La libertad de prensa no se destruye de golpe. Se ahoga poco a poco. Con leyes ambiguas, con linchamientos digitales, con campañas de difamación, con algoritmos, con miedo, con silencios. Con la cultura del agravio perpetuo y el miedo al “qué dirán”.

La autocensura es hoy la forma más eficaz de represión. Se escribe con miedo, se dibuja con temor, se opina con el freno puesto. Porque el periodista sabe que detrás de cada palabra puede venir una denuncia, una campaña, una amenaza, un linchamiento.

Conclusión: callar es complicidad

Los dibujantes de LeMan no están solos.
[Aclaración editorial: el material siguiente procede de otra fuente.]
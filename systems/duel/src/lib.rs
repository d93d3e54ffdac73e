#![deny(
    unsafe_code,
    missing_docs,
    dead_code,
    unused_results,
    non_snake_case,
    unreachable_pub
)]

//! Champion auto-attack system.
//!
//! While attacking is enabled the champion swings at the nearest agent on a
//! fixed cadence; swings that fall outside attack range are wasted rather
//! than deferred. The system only proposes `ApplyDamage` commands; the
//! world decides what that damage does.

use std::time::Duration;

use grid_skirmish_core::{AgentId, AgentView, ChampionSnapshot, Command, Event, WorldPoint};

/// Configuration parameters required to construct the duel system.
#[derive(Clone, Copy, Debug)]
pub struct Config {
    attack_damage: i32,
    attack_interval: Duration,
    attack_range: f32,
}

impl Config {
    /// Creates a new configuration from the provided swing parameters.
    #[must_use]
    pub const fn new(attack_damage: i32, attack_interval: Duration, attack_range: f32) -> Self {
        Self {
            attack_damage,
            attack_interval,
            attack_range,
        }
    }
}

impl Default for Config {
    fn default() -> Self {
        Self {
            attack_damage: 10,
            attack_interval: Duration::from_secs(1),
            attack_range: 1.5,
        }
    }
}

/// Pure system that drives the champion's recurring attack.
#[derive(Debug)]
pub struct Duel {
    config: Config,
    attacking: bool,
    ready_in: Duration,
    target: Option<AgentId>,
}

impl Duel {
    /// Creates a new duel system using the supplied configuration.
    #[must_use]
    pub fn new(config: Config) -> Self {
        Self {
            config,
            attacking: false,
            ready_in: Duration::ZERO,
            target: None,
        }
    }

    /// Enables or disables the champion's auto-attack.
    ///
    /// Enabling resets the swing timer so the first swing lands on the next
    /// tick.
    pub fn set_attacking(&mut self, attacking: bool) {
        if attacking && !self.attacking {
            self.ready_in = Duration::ZERO;
        }
        self.attacking = attacking;
    }

    /// Reports whether the auto-attack is currently enabled.
    #[must_use]
    pub const fn is_attacking(&self) -> bool {
        self.attacking
    }

    /// Consumes events and immutable views to emit damage commands.
    pub fn handle(
        &mut self,
        events: &[Event],
        agents: &AgentView,
        champion: ChampionSnapshot,
        out: &mut Vec<Command>,
    ) {
        let mut dt = Duration::ZERO;
        for event in events {
            if let Event::TimeAdvanced { dt: advanced } = event {
                dt = dt.saturating_add(*advanced);
            }
        }

        if dt.is_zero() {
            return;
        }

        if champion.health.is_depleted() {
            self.attacking = false;
            self.target = None;
            return;
        }

        // A despawned target drops off the ledger; fall back to whichever
        // agent is nearest now.
        if let Some(target) = self.target {
            if agents.get(target).is_none() {
                self.target = None;
            }
        }
        if self.target.is_none() {
            self.target = nearest_agent(agents, champion.position);
        }

        if !self.attacking {
            return;
        }

        let Some(target) = self.target else {
            self.attacking = false;
            return;
        };

        if !self.ready_in.is_zero() {
            self.ready_in = self.ready_in.saturating_sub(dt);
            return;
        }

        let Some(snapshot) = agents.get(target) else {
            return;
        };

        if champion.position.distance_to(snapshot.position) <= self.config.attack_range {
            out.push(Command::ApplyDamage {
                agent: target,
                amount: self.config.attack_damage,
            });
        }
        self.ready_in = self.config.attack_interval;
    }
}

fn nearest_agent(agents: &AgentView, position: WorldPoint) -> Option<AgentId> {
    let mut best: Option<(AgentId, f32)> = None;

    for snapshot in agents.iter() {
        let distance = position.distance_to(snapshot.position);
        let closer = best.map_or(true, |(_, best_distance)| distance < best_distance);
        if closer {
            best = Some((snapshot.id, distance));
        }
    }

    best.map(|(agent, _)| agent)
}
Fatih Altayli no está solo. La periodista iraní no está sola. Los reporteros nigerianos no están solos. Pero cada vez están más rodeados.

Porque la tiranía del siglo XXI no necesita un dictador con bigote ni un campo de concentración. Le basta con una fiscalía obediente, una red social filtrada, un grupo de activistas fanáticos y un algoritmo censor. La libertad muere de pie, pero su cuerpo se entierra entre aplausos.

O nos plantamos y defendemos el derecho a ofender, a disentir, a pensar en voz alta…

…o mañana el que sea perseguido por una viñeta, una frase o una duda serás tú.

Y no, no se trata solo de libertad de prensa. Se trata de proteger ese fino hilo que mantiene unidas a las sociedades democráticas: el derecho a decir la verdad, incluso cuando incomoda.


Carlos Aurelio Caldito Aunión
Cuando el trazo, la palabra o el pensamiento libre se criminalizan, el crimen es el poder.

“En tiempos de mentira universal, decir la verdad es un acto revolucionario.”